(INFORMATION SUPPLIED)

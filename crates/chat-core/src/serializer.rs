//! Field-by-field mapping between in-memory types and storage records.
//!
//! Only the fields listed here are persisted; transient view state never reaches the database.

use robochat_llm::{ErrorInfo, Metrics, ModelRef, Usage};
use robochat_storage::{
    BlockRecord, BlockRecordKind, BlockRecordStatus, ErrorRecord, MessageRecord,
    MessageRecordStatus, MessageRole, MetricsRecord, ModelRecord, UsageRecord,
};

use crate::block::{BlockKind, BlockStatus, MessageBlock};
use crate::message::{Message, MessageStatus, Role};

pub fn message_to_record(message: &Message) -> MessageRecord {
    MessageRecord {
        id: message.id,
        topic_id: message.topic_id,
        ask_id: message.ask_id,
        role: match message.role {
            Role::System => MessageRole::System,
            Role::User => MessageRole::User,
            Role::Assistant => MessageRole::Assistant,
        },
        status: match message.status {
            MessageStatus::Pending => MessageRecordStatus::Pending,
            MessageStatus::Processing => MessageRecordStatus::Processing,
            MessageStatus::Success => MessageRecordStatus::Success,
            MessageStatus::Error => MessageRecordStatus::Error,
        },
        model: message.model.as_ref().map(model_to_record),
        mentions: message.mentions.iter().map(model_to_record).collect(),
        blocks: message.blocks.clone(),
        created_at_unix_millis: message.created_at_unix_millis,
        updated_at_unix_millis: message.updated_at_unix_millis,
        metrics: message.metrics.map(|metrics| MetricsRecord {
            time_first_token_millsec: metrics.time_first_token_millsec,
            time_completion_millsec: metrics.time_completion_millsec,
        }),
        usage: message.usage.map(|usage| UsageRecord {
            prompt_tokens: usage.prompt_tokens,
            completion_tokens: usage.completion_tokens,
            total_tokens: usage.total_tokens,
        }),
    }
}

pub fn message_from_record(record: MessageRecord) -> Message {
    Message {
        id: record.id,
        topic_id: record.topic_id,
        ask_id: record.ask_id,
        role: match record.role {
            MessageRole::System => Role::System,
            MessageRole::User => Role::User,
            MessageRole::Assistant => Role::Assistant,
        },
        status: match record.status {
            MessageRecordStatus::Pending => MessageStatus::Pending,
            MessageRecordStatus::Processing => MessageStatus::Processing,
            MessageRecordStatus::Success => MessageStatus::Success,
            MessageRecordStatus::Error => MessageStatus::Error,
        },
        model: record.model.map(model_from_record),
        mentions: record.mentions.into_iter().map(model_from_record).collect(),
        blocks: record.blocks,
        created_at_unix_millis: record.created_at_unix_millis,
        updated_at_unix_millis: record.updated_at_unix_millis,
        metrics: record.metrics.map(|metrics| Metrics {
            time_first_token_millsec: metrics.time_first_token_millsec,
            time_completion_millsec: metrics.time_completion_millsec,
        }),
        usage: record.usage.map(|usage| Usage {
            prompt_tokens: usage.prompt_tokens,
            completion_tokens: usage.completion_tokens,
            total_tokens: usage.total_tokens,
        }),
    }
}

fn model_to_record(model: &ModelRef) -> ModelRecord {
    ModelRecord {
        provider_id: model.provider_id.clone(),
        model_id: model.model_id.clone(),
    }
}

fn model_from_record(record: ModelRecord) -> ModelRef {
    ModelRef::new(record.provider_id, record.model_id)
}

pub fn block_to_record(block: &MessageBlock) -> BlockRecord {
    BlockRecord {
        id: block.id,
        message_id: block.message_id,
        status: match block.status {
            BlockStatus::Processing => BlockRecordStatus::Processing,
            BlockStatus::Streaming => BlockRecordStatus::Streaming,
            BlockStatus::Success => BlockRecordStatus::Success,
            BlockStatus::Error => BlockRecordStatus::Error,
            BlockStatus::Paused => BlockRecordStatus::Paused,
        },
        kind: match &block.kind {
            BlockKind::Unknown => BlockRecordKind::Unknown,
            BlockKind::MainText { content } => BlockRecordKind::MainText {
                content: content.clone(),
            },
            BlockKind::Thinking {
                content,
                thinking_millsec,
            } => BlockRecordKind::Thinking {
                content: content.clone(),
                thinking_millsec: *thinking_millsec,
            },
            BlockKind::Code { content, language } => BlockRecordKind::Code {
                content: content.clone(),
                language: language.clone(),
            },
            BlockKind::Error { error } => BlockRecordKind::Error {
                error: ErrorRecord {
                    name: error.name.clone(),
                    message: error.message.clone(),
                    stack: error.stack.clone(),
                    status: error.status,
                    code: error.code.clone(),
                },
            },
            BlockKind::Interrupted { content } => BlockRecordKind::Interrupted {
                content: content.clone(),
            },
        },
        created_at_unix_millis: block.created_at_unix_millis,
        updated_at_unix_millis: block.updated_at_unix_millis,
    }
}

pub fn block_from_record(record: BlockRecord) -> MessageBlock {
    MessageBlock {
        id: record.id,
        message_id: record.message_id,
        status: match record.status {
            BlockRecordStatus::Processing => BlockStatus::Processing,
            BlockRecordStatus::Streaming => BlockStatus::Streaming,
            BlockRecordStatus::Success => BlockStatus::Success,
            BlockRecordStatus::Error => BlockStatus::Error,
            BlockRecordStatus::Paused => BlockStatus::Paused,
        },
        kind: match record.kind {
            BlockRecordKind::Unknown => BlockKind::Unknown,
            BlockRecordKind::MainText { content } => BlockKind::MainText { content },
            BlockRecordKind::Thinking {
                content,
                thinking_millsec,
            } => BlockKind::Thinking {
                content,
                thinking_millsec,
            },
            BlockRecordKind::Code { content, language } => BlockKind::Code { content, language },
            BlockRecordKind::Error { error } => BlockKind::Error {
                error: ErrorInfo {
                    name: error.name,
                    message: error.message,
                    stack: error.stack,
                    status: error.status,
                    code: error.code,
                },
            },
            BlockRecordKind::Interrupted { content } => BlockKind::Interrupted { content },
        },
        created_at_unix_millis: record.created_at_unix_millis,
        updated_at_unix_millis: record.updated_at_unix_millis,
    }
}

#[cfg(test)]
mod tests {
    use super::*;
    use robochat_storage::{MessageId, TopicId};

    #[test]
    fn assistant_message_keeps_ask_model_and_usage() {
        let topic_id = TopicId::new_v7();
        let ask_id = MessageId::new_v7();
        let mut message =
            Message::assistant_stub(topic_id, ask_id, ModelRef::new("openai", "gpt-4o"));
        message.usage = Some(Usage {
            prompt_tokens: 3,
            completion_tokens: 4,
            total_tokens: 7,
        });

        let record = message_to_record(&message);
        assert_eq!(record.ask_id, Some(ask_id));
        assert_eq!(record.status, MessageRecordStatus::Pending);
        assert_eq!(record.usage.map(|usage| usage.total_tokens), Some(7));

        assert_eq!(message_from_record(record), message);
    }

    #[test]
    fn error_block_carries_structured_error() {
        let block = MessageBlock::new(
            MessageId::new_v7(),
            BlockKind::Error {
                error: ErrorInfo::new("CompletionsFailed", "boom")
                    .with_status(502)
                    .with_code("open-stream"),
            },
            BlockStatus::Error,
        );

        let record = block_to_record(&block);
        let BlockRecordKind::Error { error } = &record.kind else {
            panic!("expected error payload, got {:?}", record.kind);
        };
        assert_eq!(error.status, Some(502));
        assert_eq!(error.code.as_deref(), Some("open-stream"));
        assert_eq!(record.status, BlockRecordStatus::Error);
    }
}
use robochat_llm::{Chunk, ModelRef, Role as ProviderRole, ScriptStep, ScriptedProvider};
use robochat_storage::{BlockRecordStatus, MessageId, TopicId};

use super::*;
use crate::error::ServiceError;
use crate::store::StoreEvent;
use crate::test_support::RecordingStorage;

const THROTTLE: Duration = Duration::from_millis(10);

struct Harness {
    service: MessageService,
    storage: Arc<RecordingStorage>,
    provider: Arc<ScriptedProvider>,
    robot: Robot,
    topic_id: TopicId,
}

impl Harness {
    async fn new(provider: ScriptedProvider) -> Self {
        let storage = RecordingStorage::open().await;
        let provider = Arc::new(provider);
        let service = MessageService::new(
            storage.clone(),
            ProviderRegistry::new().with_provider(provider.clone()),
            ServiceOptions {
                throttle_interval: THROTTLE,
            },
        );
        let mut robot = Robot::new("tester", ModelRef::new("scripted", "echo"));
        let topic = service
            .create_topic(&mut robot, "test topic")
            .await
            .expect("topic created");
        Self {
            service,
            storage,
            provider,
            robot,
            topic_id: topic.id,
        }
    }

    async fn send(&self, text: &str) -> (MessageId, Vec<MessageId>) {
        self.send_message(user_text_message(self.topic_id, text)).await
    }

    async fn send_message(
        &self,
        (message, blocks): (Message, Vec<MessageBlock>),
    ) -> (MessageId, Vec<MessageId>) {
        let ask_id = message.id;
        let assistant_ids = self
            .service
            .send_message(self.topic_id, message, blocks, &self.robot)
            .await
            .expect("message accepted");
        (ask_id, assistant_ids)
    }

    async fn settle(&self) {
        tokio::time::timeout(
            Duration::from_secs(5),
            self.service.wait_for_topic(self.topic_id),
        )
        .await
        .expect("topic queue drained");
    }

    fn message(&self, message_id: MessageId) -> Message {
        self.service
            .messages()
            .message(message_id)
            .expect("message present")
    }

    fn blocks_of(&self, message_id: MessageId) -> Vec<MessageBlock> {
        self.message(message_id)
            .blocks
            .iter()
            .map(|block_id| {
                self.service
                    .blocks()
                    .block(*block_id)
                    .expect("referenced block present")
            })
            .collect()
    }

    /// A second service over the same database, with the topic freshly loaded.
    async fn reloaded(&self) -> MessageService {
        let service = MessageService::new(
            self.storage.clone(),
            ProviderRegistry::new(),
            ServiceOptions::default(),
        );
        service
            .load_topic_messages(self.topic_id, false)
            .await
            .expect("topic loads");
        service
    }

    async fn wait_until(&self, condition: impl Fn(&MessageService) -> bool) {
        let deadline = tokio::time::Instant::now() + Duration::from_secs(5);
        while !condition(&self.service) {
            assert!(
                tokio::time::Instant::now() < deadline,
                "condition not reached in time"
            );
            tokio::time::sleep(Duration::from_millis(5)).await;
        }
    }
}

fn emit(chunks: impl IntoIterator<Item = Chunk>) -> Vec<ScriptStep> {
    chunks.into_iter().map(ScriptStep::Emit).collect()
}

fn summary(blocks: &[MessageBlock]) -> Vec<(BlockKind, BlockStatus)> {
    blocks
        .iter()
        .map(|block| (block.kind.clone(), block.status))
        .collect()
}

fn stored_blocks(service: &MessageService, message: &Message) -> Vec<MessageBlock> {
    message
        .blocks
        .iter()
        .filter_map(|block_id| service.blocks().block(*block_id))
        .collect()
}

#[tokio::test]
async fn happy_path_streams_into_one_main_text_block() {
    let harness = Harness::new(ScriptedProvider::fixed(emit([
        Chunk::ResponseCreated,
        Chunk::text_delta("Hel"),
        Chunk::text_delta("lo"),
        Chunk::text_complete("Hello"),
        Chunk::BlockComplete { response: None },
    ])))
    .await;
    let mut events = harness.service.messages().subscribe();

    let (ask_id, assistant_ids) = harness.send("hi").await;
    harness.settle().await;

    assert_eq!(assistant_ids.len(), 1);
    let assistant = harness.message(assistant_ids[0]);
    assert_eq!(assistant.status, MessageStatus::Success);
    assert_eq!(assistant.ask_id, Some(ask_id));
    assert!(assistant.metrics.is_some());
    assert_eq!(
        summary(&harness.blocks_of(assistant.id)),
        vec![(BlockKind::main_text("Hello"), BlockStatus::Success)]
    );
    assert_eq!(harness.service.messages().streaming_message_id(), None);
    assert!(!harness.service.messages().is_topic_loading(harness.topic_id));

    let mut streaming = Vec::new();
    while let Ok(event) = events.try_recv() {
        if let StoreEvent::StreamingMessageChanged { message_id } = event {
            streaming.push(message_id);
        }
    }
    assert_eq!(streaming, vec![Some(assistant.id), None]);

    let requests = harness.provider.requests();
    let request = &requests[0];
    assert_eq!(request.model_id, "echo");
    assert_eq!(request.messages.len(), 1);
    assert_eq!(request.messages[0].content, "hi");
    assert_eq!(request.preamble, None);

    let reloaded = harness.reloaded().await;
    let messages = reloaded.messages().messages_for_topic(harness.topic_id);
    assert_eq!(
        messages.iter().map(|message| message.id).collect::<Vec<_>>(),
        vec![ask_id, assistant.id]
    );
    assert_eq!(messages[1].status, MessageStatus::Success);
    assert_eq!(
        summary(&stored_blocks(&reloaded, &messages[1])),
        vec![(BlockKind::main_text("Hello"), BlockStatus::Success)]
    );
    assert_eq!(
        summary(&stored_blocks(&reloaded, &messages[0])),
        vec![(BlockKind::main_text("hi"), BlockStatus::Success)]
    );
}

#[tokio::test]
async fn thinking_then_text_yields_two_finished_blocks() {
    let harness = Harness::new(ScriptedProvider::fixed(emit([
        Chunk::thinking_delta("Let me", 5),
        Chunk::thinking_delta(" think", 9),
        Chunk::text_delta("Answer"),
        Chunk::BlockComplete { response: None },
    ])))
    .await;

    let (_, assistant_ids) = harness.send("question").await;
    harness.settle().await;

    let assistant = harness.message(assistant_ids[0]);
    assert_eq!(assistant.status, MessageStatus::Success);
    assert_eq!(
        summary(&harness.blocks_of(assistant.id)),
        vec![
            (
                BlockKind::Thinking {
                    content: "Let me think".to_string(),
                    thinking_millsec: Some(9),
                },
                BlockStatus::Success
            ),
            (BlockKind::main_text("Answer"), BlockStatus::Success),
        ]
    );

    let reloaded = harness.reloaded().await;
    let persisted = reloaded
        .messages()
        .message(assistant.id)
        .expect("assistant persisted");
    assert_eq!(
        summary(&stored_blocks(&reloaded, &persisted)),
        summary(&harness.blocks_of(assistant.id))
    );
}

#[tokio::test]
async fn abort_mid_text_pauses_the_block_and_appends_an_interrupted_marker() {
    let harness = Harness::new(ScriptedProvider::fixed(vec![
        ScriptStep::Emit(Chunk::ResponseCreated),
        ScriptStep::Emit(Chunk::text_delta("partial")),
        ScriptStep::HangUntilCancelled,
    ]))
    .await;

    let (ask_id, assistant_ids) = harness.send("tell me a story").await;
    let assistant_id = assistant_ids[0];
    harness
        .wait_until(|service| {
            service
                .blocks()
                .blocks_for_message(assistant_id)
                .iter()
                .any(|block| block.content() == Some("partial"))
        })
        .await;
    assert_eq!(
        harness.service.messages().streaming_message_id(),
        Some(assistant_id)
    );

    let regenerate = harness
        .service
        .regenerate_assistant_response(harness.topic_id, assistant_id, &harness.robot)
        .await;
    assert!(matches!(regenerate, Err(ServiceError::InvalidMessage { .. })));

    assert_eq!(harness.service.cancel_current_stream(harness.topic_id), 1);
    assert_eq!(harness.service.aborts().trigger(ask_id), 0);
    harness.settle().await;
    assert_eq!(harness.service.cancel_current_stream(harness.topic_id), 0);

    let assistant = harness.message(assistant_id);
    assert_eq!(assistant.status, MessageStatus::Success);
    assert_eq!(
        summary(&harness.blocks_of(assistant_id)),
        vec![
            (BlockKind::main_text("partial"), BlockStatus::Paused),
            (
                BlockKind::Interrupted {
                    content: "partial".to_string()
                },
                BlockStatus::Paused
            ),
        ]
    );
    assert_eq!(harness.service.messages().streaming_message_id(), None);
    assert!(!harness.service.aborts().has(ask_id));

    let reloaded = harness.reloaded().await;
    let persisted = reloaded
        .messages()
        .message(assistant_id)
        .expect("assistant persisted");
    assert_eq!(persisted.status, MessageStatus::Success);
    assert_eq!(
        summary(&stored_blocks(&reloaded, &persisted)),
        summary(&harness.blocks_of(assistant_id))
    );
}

(End INFORMATION SUPPLIED)

▸ **EXERCISE INSTRUCTIONS**:
On how many lines of the records above does the word "ErrorRecord" appear? Answer with only that number.

▸ **RESPONSE BELOW**:
2